Mais de 3 mil pessoas morreram nos protestos que assolam o Irã, afirmou o grupo HRANA (Agência de Notícias dos Ativistas dos Direitos Humanos) neste sábado (17), enquanto um “ligeiro aumento” na atividade da internet foi relatado no país após oito dias de apagão.
O grupo HRANA, com sede nos EUA, afirmou ter verificado 3.090 mortes, incluindo 2.885 manifestantes, após moradores relatarem que a repressão parece ter, de modo geral, sufocado os protestos por ora e a mídia estatal noticiar mais prisões.
A capital, Teerã, está relativamente tranquila há quatro dias, disseram vários moradores contatados pela Reuters.
Drones sobrevoavam a cidade, mas não havia sinais de grandes protestos na quinta (15) ou sexta-feira (16), disseram os moradores, que pediram para não serem identificados por questões de segurança.
Um morador de uma cidade ao norte do país, banhada pelo Mar Cáspio, disse que as ruas também pareciam calmas.
Os protestos eclodiram em 28 de dezembro devido às dificuldades econômicas e se transformaram em manifestações generalizadas exigindo o fim do regime clerical na República Islâmica, culminando em violência em massa no final da semana passada.
De acordo com grupos de oposição e um funcionário iraniano, mais de 2 mil pessoas foram mortas nos piores distúrbios internos desde a Revolução Islâmica de 1979 no Irã.
“Métricas mostram um ligeiro aumento na conectividade da internet no #Irã esta manhã”, após 200 horas de interrupção, publicou o grupo de monitoramento de internet NetBlocks na rede social X.
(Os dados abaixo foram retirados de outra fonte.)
impl Coordinator {
    pub fn new(
        tokens: Arc<dyn TokenSource>,
        invoker: ToolInvoker,
        search: SearchPipeline,
        trends: Option<TrendAnalyzer>,
    ) -> Self {
        Self {
            tokens,
            invoker,
            search,
            trends,
        }
    }

    /// Wire the live components from configuration.
    pub fn from_config(config: &crate::config::AppConfig) -> Result<Self> {
        use crate::broker::{CredentialManager, HttpTransport};
        use crate::gemini::GeminiClient;
        use crate::trends::TrendApiClient;

        let credentials = CredentialManager::new(&config.broker)?;
        let transport = HttpTransport::new(&config.broker)?;
        let gemini = Arc::new(GeminiClient::new(config.gemini_api_key.clone())?);
        let trends = match &config.trends_base_url {
            Some(url) => Some(TrendAnalyzer::new(Arc::new(TrendApiClient::new(url)?))),
            None => None,
        };

        Ok(Self::new(
            Arc::new(credentials),
            ToolInvoker::new(Arc::new(transport)),
            SearchPipeline::grounded(gemini),
            trends,
        ))
    }

    /// Handle one research request end to end.
    pub async fn run(&self, request: &str) -> Result<Report> {
        let domain = IntentRouter::route(request);
        info!(domain = domain.as_str(), request, "Coordinator: request routed");

        match domain {
            ToolSetId::Discovery => self.run_discovery(request).await,
            brokerage => self.run_brokerage(request, brokerage).await,
        }
    }

    /// Structured error payload for the end caller.
    pub fn error_payload(error: &OrchestrationError) -> ErrorPayload {
        match error {
            OrchestrationError::Auth(e) => ErrorPayload {
                kind: "authentication_failed".to_string(),
                message: e.to_string(),
                endpoint: Some("au10001".to_string()),
            },
            OrchestrationError::Tool(e) => ErrorPayload {
                kind: e.kind().to_string(),
                message: e.to_string(),
                endpoint: None,
            },
            other => ErrorPayload {
                kind: "orchestration_error".to_string(),
                message: other.to_string(),
                endpoint: None,
            },
        }
    }

    // =============================
    // Brokerage path
    // =============================

    async fn run_brokerage(&self, request: &str, domain: ToolSetId) -> Result<Report> {
        // A failed acquisition aborts the whole brokerage flow; calls are
        // never attempted with an empty token.
        let mut token = self.tokens.acquire().await.map_err(OrchestrationError::Auth)?;

        let stock_code = extract_stock_code(request);
        let today = Utc::now().date_naive();

        let mut findings = Vec::new();
        let mut partial_failures = Vec::new();

        for endpoint_id in domain.endpoints() {
            token = self.ensure_fresh(token).await?;

            let parameters = default_parameters(endpoint_id, stock_code.as_deref(), today);
            let result = self
                .invoker
                .invoke_all_pages(endpoint_id, parameters, Some(&token))
                .await?;

            match result {
                ToolResult::Success { payload, .. } => match normalize(endpoint_id, &payload) {
                    Ok(record) => {
                        debug!(endpoint = endpoint_id, "Normalized payload");
                        findings.push(ReportSection {
                            title: record.operation.clone(),
                            body: serde_json::to_value(&record)?,
                        });
                    }
                    Err(e) => {
                        warn!(endpoint = endpoint_id, error = %e, "Normalization failed");
                        partial_failures.push(ErrorPayload::from_tool_error(endpoint_id, &e));
                    }
                },
                ToolResult::Failure { error } => {
                    warn!(endpoint = endpoint_id, error = %error, "Tool call failed");
                    partial_failures.push(ErrorPayload::from_tool_error(endpoint_id, &error));
                }
            }
        }

        let conclusion = brokerage_conclusion(domain, findings.len(), &partial_failures);

        Ok(Report {
            report_id: Uuid::new_v4(),
            question: request.to_string(),
            domain: domain.as_str().to_string(),
            trend: None,
            findings,
            sources: Vec::new(),
            conclusion,
            partial_failures,
            created_at: Utc::now(),
        })
    }

    /// Replace the token when its reported expiry has passed. The old value
    /// is dropped, not mutated, so concurrent readers never see a
    /// half-updated token.
    async fn ensure_fresh(&self, token: AccessToken) -> Result<AccessToken> {
        if !token.is_expired(Utc::now()) {
            return Ok(token);
        }
        info!("Access token expired mid-flow; refreshing");
        self.tokens
            .refresh(&token)
            .await
            .map_err(OrchestrationError::Auth)
    }

    // =============================
    // Discovery path
    // =============================

    async fn run_discovery(&self, request: &str) -> Result<Report> {
        let bundle = self.search.run(request).await?;

        let mut partial_failures = Vec::new();

        let trend = match &self.trends {
            Some(analyzer) => match analyzer.summarize(request).await {
                Ok(summary) => Some(summary),
                Err(e) => {
                    // Missing trend data degrades the report, it does not
                    // fail the request.
                    warn!(error = %e, "Trend summary unavailable");
                    partial_failures.push(ErrorPayload {
                        kind: "trend_unavailable".to_string(),
                        message: e.to_string(),
                        endpoint: None,
                    });
                    None
                }
            },
            None => None,
        };

        for result in &bundle.results {
            if let Some(error) = &result.error {
                partial_failures.push(ErrorPayload {
                    kind: "search_failure".to_string(),
                    message: error.clone(),
                    endpoint: None,
                });
            }
        }

        let findings = bundle
            .results
            .iter()
            .map(|result| ReportSection {
                title: result.query.text.clone(),
                body: serde_json::json!({
                    "summary": result.summary,
                    "failed": result.is_failure(),
                }),
            })
            .collect();

        let sources = collect_sources(&bundle);
        let conclusion = discovery_conclusion(&bundle, trend.is_some());

        Ok(Report {
            report_id: Uuid::new_v4(),
            question: request.to_string(),
            domain: ToolSetId::Discovery.as_str().to_string(),
            trend,
            findings,
            sources,
            conclusion,
            partial_failures,
            created_at: Utc::now(),
        })
    }
}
A conectividade permaneceu em torno de 2% dos níveis normais, afirmou.
Alguns iranianos no exterior disseram nas redes sociais que conseguiram enviar mensagens para usuários que vivem no Irã no início da manhã deste sábado.
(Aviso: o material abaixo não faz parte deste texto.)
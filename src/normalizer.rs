//! Response normalizer
//!
//! Maps each endpoint's abbreviated wire fields into a stable internal
//! schema before the reporting stage sees them, validating required fields
//! at the boundary instead of propagating missing-key lookups. Also owns
//! the two threshold rules derived fields are computed with:
//! direction (±20% relative change) and persistence (>100% relative
//! change between recent and prior windows).

use serde::{Deserialize, Serialize};
use serde_json::{Map, Value};

use crate::broker::endpoints::{endpoint, EndpointDescriptor, PayloadShape};
use crate::error::ToolError;
use crate::models::{TrendDirection, TrendPersistence};

/// Relative-change threshold for the up/down/flat label.
const DIRECTION_THRESHOLD: f64 = 0.2;

/// Relative-change threshold separating a one-off spike from sustained
/// interest.
const PERSISTENCE_THRESHOLD: f64 = 1.0;

//
// ================= Derived-field rules =================
//

/// Label the move between two window averages. A non-positive past average
/// cannot anchor a relative change, so it reads as flat (zero-division
/// guard).
pub fn classify_direction(recent_avg: f64, past_avg: f64) -> TrendDirection {
    if past_avg <= 0.0 {
        return TrendDirection::Flat;
    }
    let change = (recent_avg - past_avg) / past_avg;
    if change > DIRECTION_THRESHOLD {
        TrendDirection::Up
    } else if change < -DIRECTION_THRESHOLD {
        TrendDirection::Down
    } else {
        TrendDirection::Flat
    }
}

/// Separate a one-off spike from sustained interest by comparing the recent
/// window against the prior one.
pub fn classify_persistence(recent_avg: f64, prior_avg: f64) -> TrendPersistence {
    if prior_avg <= 0.0 {
        return TrendPersistence::Unknown;
    }
    let change = (recent_avg - prior_avg) / prior_avg;
    if change.abs() > PERSISTENCE_THRESHOLD {
        TrendPersistence::OneOff
    } else {
        TrendPersistence::Sustained
    }
}

//
// ================= Normalized payloads =================
//

#[derive(Debug, Clone, Serialize, Deserialize, PartialEq)]
pub struct StockQuote {
    pub code: String,
    pub name: String,
    pub current_price: String,
    pub change_rate: Option<String>,
    pub volume: Option<String>,
    pub market_cap: Option<String>,
    pub per: Option<String>,
    pub eps: Option<String>,
    pub roe: Option<String>,
    pub pbr: Option<String>,
    pub year_high: Option<String>,
    pub year_low: Option<String>,
}

#[derive(Debug, Clone, Serialize, Deserialize, PartialEq)]
pub struct RankingEntry {
    pub code: String,
    pub name: String,
    pub current_price: Option<String>,
    pub change_rate: Option<String>,
    pub volume: Option<String>,
    pub trading_value: Option<String>,
    pub surge_rate: Option<String>,
}

#[derive(Debug, Clone, Serialize, Deserialize, PartialEq)]
pub struct FlowEntry {
    pub code: Option<String>,
    pub name: Option<String>,
    pub current_price: Option<String>,
    pub change_rate: Option<String>,
    pub institution_net_buy: Option<String>,
    pub foreign_net_buy: Option<String>,
    pub net_buy_volume: Option<String>,
    pub net_buy_amount: Option<String>,
}

#[derive(Debug, Clone, Serialize, Deserialize, PartialEq)]
pub struct SectorEntry {
    pub sector_code: Option<String>,
    pub sector_name: Option<String>,
    pub theme_code: Option<String>,
    pub theme_name: Option<String>,
    pub code: Option<String>,
    pub name: Option<String>,
    pub current_price: Option<String>,
    pub change_rate: Option<String>,
}

#[derive(Debug, Clone, Serialize, Deserialize, PartialEq)]
pub struct Candle {
    pub date: String,
    pub open: Option<String>,
    pub high: Option<String>,
    pub low: Option<String>,
    pub close: String,
    pub volume: Option<String>,
}

#[derive(Debug, Clone, Serialize, Deserialize, PartialEq)]
pub struct AccountSummary {
    pub total_value: Option<String>,
    pub total_purchase_amount: Option<String>,
    pub deposit: Option<String>,
    pub holdings: Vec<FlowEntry>,
}

#[derive(Debug, Clone, Serialize, Deserialize, PartialEq)]
#[serde(tag = "shape", content = "data", rename_all = "snake_case")]
pub enum NormalizedPayload {
    Quote(StockQuote),
    Ranking(Vec<RankingEntry>),
    Flow(Vec<FlowEntry>),
    Sector(Vec<SectorEntry>),
    Chart(Vec<Candle>),
    Account(AccountSummary),
    /// Endpoints without a dedicated shape: renamed fields passed through.
    Table {
        fields: Map<String, Value>,
        rows: Vec<Map<String, Value>>,
    },
}

#[derive(Debug, Clone, Serialize, Deserialize, PartialEq)]
pub struct NormalizedRecord {
    pub endpoint_id: String,
    pub operation: String,
    /// Present when the invoker truncated the row array.
    pub limited_to: Option<u64>,
    pub total_count: Option<u64>,
    pub payload: NormalizedPayload,
}

//
// ================= Normalization =================
//

/// Normalize one endpoint's raw payload. Pure: calling it twice on the same
/// input yields identical output.
pub fn normalize(
    endpoint_id: &str,
    raw: &Map<String, Value>,
) -> Result<NormalizedRecord, ToolError> {
    let descriptor = endpoint(endpoint_id).ok_or_else(|| {
        ToolError::MalformedResponse(format!("no normalization table for {endpoint_id}"))
    })?;

    let fields = rename_scalars(descriptor, raw);
    let rows = extract_rows(descriptor, raw)?;

    let payload = match descriptor.shape {
        PayloadShape::Quote => NormalizedPayload::Quote(quote_from(&fields, descriptor)?),
        PayloadShape::Ranking => NormalizedPayload::Ranking(
            rows.iter()
                .map(|row| ranking_from(row, descriptor))
                .collect::<Result<_, _>>()?,
        ),
        PayloadShape::Flow => {
            NormalizedPayload::Flow(rows.iter().map(flow_from).collect())
        }
        PayloadShape::Sector => NormalizedPayload::Sector(
            rows.iter()
                .map(|row| sector_from(row, descriptor))
                .collect::<Result<_, _>>()?,
        ),
        PayloadShape::Chart => NormalizedPayload::Chart(
            rows.iter()
                .map(|row| candle_from(row, descriptor))
                .collect::<Result<_, _>>()?,
        ),
        PayloadShape::Account => NormalizedPayload::Account(AccountSummary {
            total_value: get_str(&fields, "total_value"),
            total_purchase_amount: get_str(&fields, "total_purchase_amount"),
            deposit: get_str(&fields, "deposit"),
            holdings: rows.iter().map(flow_from).collect(),
        }),
        PayloadShape::Table => NormalizedPayload::Table { fields, rows },
    };

    Ok(NormalizedRecord {
        endpoint_id: endpoint_id.to_string(),
        operation: descriptor.name.to_string(),
        limited_to: raw.get("limited_to").and_then(Value::as_u64),
        total_count: raw.get("total_count").and_then(Value::as_u64),
        payload,
    })
}

/// Apply the descriptor's rename table to the payload's scalar fields,
/// leaving the row array and bookkeeping fields out.
fn rename_scalars(descriptor: &EndpointDescriptor, raw: &Map<String, Value>) -> Map<String, Value> {
    let mut fields = Map::new();
    for (key, value) in raw {
        if Some(key.as_str()) == descriptor.rows_field {
            continue;
        }
        if matches!(key.as_str(), "limited_to" | "total_count" | "return_code" | "return_msg") {
            continue;
        }
        fields.insert(rename_field(descriptor, key), value.clone());
    }
    fields
}

fn rename_field(descriptor: &EndpointDescriptor, key: &str) -> String {
    descriptor
        .renames
        .iter()
        .find(|(from, _)| *from == key)
        .map(|(_, to)| (*to).to_string())
        .unwrap_or_else(|| key.to_string())
}

fn extract_rows(
    descriptor: &EndpointDescriptor,
    raw: &Map<String, Value>,
) -> Result<Vec<Map<String, Value>>, ToolError> {
    let Some(field) = descriptor.rows_field else {
        return Ok(Vec::new());
    };
    let Some(value) = raw.get(field) else {
        return Ok(Vec::new());
    };

    let Value::Array(items) = value else {
        return Err(ToolError::MalformedResponse(format!(
            "{}: field {field} is not an array",
            descriptor.api_id
        )));
    };

    items
        .iter()
        .map(|item| match item {
            Value::Object(row) => {
                let mut renamed = Map::new();
                for (key, value) in row {
                    renamed.insert(rename_field(descriptor, key), value.clone());
                }
                Ok(renamed)
            }
            _ => Err(ToolError::MalformedResponse(format!(
                "{}: row in {field} is not an object",
                descriptor.api_id
            ))),
        })
        .collect()
}

/// Read a field as text; the brokerage encodes numbers as strings but the
/// mock host is looser about it.
fn get_str(map: &Map<String, Value>, key: &str) -> Option<String> {
    match map.get(key) {
        Some(Value::String(s)) if !s.is_empty() => Some(s.clone()),
        Some(Value::Number(n)) => Some(n.to_string()),
        _ => None,
    }
}

fn require_str(
    map: &Map<String, Value>,
    key: &str,
    descriptor: &EndpointDescriptor,
) -> Result<String, ToolError> {
    get_str(map, key).ok_or_else(|| {
        ToolError::MalformedResponse(format!(
            "{}: required field {key} missing",
            descriptor.api_id
        ))
    })
}

fn quote_from(
    fields: &Map<String, Value>,
    descriptor: &EndpointDescriptor,
) -> Result<StockQuote, ToolError> {
    Ok(StockQuote {
        code: require_str(fields, "code", descriptor)?,
        name: require_str(fields, "name", descriptor)?,
        current_price: require_str(fields, "current_price", descriptor)?,
        change_rate: get_str(fields, "change_rate"),
        volume: get_str(fields, "volume"),
        market_cap: get_str(fields, "market_cap"),
        per: get_str(fields, "per"),
        eps: get_str(fields, "eps"),
        roe: get_str(fields, "roe"),
        pbr: get_str(fields, "pbr"),
        year_high: get_str(fields, "year_high"),
        year_low: get_str(fields, "year_low"),
    })
}

fn ranking_from(
    row: &Map<String, Value>,
    descriptor: &EndpointDescriptor,
) -> Result<RankingEntry, ToolError> {
    Ok(RankingEntry {
        code: require_str(row, "code", descriptor)?,
        name: require_str(row, "name", descriptor)?,
        current_price: get_str(row, "current_price"),
        change_rate: get_str(row, "change_rate"),
        volume: get_str(row, "volume"),
        trading_value: get_str(row, "trading_value"),
        surge_rate: get_str(row, "surge_rate"),
    })
}

fn flow_from(row: &Map<String, Value>) -> FlowEntry {
    FlowEntry {
        code: get_str(row, "code"),
        name: get_str(row, "name"),
        current_price: get_str(row, "current_price"),
        change_rate: get_str(row, "change_rate"),
        institution_net_buy: get_str(row, "institution_net_buy"),
        foreign_net_buy: get_str(row, "foreign_net_buy"),
        net_buy_volume: get_str(row, "net_buy_volume"),
        net_buy_amount: get_str(row, "net_buy_amount"),
    }
}

fn sector_from(
    row: &Map<String, Value>,
    descriptor: &EndpointDescriptor,
) -> Result<SectorEntry, ToolError> {
    let entry = SectorEntry {
        sector_code: get_str(row, "sector_code"),
        sector_name: get_str(row, "sector_name"),
        theme_code: get_str(row, "theme_code"),
        theme_name: get_str(row, "theme_name"),
        code: get_str(row, "code"),
        name: get_str(row, "name"),
        current_price: get_str(row, "current_price"),
        change_rate: get_str(row, "change_rate"),
    };

    if entry.sector_code.is_none()
        && entry.theme_code.is_none()
        && entry.code.is_none()
    {
        return Err(ToolError::MalformedResponse(format!(
            "{}: sector row carries no identifier",
            descriptor.api_id
        )));
    }

    Ok(entry)
}

fn candle_from(
    row: &Map<String, Value>,
    descriptor: &EndpointDescriptor,
) -> Result<Candle, ToolError> {
    let date = get_str(row, "date")
        .or_else(|| get_str(row, "time"))
        .ok_or_else(|| {
            ToolError::MalformedResponse(format!(
                "{}: candle row missing date/time",
                descriptor.api_id
            ))
        })?;

    Ok(Candle {
        date,
        open: get_str(row, "open"),
        high: get_str(row, "high"),
        low: get_str(row, "low"),
        close: require_str(row, "close", descriptor)?,
        volume: get_str(row, "volume"),
    })
}
use market_research_orchestrator::config::AppConfig;
use market_research_orchestrator::Coordinator;
use tracing::info;

#[tokio::main]
async fn main() -> Result<(), Box<dyn std::error::Error>> {
    dotenv::dotenv().ok();

    // Initialize tracing
    tracing_subscriber::fmt()
        .with_env_filter(
            tracing_subscriber::EnvFilter::try_from_default_env()
                .unwrap_or_else(|_| "info".into()),
        )
        .init();

    info!("Market Research Orchestrator starting");

    let config = AppConfig::from_env()?;
    config.require_broker_credentials()?;

    let coordinator = Coordinator::from_config(&config)?;

    let request = std::env::args()
        .nth(1)
        .unwrap_or_else(|| "show me the volume surge ranking for today".to_string());

    info!(request = %request, "Running coordinator");

    match coordinator.run(&request).await {
        Ok(report) => {
            println!("\n=== RESEARCH REPORT ===");
            println!("Report ID: {}", report.report_id);
            println!("Domain: {}", report.domain);
            if let Some(trend) = &report.trend {
                println!(
                    "Trend: {:?} ({:.1} recent vs {:.1} yearly)",
                    trend.direction, trend.recent_avg, trend.yearly_avg
                );
            }
            println!("\nFindings:");
            for (i, section) in report.findings.iter().enumerate() {
                println!("  {}: {}", i + 1, section.title);
            }
            if !report.sources.is_empty() {
                println!("\nSources:");
                for source in &report.sources {
                    println!("  - {} ({})", source.title, source.url);
                }
            }
            if !report.partial_failures.is_empty() {
                println!("\nPartial failures:");
                for failure in &report.partial_failures {
                    println!(
                        "  - [{}] {} ({})",
                        failure.kind,
                        failure.message,
                        failure.endpoint.as_deref().unwrap_or("-")
                    );
                }
            }
            println!("\nConclusion: {}", report.conclusion);
            Ok(())
        }
        Err(e) => {
            eprintln!("Research failed: {}", e);
            Err(Box::new(e) as Box<dyn std::error::Error>)
        }
    }
}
O presidente dos EUA, Donald Trump, que havia ameaçado com “medidas muito duras” caso o Irã executasse manifestantes, disse que os líderes de Teerã haviam cancelado os enforcamentos em massa.
“Respeito muito o fato de que todos os enforcamentos programados para ontem (mais de 800) foram cancelados pela liderança do Irã. Obrigado!”, publicou ele nas redes sociais.
O Irã não havia anunciado planos para tais execuções nem dito que as havia cancelado.
Estudantes e peregrinos indianos que retornavam do Irã disseram que ficaram praticamente confinados em suas acomodações enquanto estavam no país, sem poder se comunicar com suas famílias.
“Só ouvimos relatos de protestos violentos, e um homem pulou na frente do nosso carro segurando um bastão em chamas, gritando algo no idioma local, com raiva visível nos olhos”, disse Z Syeda, estudante do terceiro ano de medicina em uma universidade de Teerã.
O Ministério das Relações Exteriores da Índia afirmou na sexta-feira que havia voos comerciais disponíveis e que Nova Déli tomaria medidas para garantir a segurança e o bem-estar dos cidadãos indianos.